Exercise instructions
In your answer, print each of the records below exactly.

[[ Records shown, beginning ]]

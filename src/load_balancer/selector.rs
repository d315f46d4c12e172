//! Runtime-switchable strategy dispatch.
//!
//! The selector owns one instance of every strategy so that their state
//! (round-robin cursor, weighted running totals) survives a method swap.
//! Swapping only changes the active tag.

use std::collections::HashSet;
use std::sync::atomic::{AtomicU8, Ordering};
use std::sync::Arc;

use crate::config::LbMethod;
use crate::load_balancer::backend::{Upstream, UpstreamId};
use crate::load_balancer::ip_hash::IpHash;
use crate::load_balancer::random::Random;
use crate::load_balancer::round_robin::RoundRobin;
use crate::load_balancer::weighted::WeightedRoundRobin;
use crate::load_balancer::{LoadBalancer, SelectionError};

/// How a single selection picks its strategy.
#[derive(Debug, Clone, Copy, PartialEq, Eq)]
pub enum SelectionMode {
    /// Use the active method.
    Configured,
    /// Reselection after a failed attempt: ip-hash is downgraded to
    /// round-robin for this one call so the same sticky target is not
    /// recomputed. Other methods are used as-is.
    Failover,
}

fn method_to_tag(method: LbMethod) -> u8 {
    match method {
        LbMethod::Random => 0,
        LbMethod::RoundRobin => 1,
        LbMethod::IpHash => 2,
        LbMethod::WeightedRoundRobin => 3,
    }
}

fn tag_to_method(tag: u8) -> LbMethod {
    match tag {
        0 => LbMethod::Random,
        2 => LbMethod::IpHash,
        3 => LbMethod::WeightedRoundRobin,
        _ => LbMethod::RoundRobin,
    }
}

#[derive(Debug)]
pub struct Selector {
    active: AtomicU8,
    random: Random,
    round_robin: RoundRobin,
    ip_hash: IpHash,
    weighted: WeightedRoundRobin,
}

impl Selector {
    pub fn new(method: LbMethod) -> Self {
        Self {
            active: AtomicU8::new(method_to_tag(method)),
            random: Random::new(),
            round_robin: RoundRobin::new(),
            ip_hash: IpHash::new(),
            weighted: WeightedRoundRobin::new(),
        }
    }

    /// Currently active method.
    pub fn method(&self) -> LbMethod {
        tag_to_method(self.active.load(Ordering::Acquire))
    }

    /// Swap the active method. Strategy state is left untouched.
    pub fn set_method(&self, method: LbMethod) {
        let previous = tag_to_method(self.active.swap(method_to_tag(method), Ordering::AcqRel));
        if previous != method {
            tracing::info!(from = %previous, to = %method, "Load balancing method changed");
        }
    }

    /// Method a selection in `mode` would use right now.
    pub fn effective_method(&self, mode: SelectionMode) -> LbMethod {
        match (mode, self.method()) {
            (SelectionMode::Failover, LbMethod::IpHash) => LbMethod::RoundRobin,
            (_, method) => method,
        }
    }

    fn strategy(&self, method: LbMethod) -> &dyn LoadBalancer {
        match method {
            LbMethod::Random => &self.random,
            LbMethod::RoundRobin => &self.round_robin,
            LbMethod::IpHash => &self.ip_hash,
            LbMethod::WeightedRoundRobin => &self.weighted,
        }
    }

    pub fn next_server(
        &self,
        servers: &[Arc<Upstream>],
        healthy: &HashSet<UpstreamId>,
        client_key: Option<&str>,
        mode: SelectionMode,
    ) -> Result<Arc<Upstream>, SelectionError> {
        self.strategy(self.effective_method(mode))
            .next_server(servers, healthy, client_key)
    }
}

[[ Records shown, end ]]

Response
filename src/load_balancer/selector.rs
repository d315f46d4c12e172
//! Runtime-switchable strategy dispatch.
//!
//! The selector owns one instance of every strategy so that their state
//! (round-robin cursor, weighted running totals) survives a method swap.
//! Swapping only changes the active tag.

use std::collections::HashSet;
use std::sync::atomic::{AtomicU8, Ordering};
use std::sync::Arc;

use crate::config::LbMethod;
use crate::load_balancer::backend::{Upstream, UpstreamId};
use crate::load_balancer::ip_hash::IpHash;
use crate::load_balancer::random::Random;
use crate::load_balancer::round_robin::RoundRobin;
use crate::load_balancer::weighted::WeightedRoundRobin;
use crate::load_balancer::{LoadBalancer, SelectionError};

/// How a single selection picks its strategy.
#[derive(Debug, Clone, Copy, PartialEq, Eq)]
pub enum SelectionMode {
    /// Use the active method.
    Configured,
    /// Reselection after a failed attempt: ip-hash is downgraded to
    /// round-robin for this one call so the same sticky target is not
    /// recomputed. Other methods are used as-is.
    Failover,
}

fn method_to_tag(method: LbMethod) -> u8 {
    match method {
        LbMethod::Random => 0,
        LbMethod::RoundRobin => 1,
        LbMethod::IpHash => 2,
        LbMethod::WeightedRoundRobin => 3,
    }
}

fn tag_to_method(tag: u8) -> LbMethod {
    match tag {
        0 => LbMethod::Random,
        2 => LbMethod::IpHash,
        3 => LbMethod::WeightedRoundRobin,
        _ => LbMethod::RoundRobin,
    }
}

#[derive(Debug)]
pub struct Selector {
    active: AtomicU8,
    random: Random,
    round_robin: RoundRobin,
    ip_hash: IpHash,
    weighted: WeightedRoundRobin,
}

impl Selector {
    pub fn new(method: LbMethod) -> Self {
        Self {
            active: AtomicU8::new(method_to_tag(method)),
            random: Random::new(),
            round_robin: RoundRobin::new(),
            ip_hash: IpHash::new(),
            weighted: WeightedRoundRobin::new(),
        }
    }

    /// Currently active method.
    pub fn method(&self) -> LbMethod {
        tag_to_method(self.active.load(Ordering::Acquire))
    }

    /// Swap the active method. Strategy state is left untouched.
    pub fn set_method(&self, method: LbMethod) {
        let previous = tag_to_method(self.active.swap(method_to_tag(method), Ordering::AcqRel));
        if previous != method {
            tracing::info!(from = %previous, to = %method, "Load balancing method changed");
        }
    }

    /// Method a selection in `mode` would use right now.
    pub fn effective_method(&self, mode: SelectionMode) -> LbMethod {
        match (mode, self.method()) {
            (SelectionMode::Failover, LbMethod::IpHash) => LbMethod::RoundRobin,
            (_, method) => method,
        }
    }

    fn strategy(&self, method: LbMethod) -> &dyn LoadBalancer {
        match method {
            LbMethod::Random => &self.random,
            LbMethod::RoundRobin => &self.round_robin,
            LbMethod::IpHash => &self.ip_hash,
            LbMethod::WeightedRoundRobin => &self.weighted,
        }
    }

    pub fn next_server(
        &self,
        servers: &[Arc<Upstream>],
        healthy: &HashSet<UpstreamId>,
        client_key: Option<&str>,
        mode: SelectionMode,
    ) -> Result<Arc<Upstream>, SelectionError> {
        self.strategy(self.effective_method(mode))
            .next_server(servers, healthy, client_key)
    }
}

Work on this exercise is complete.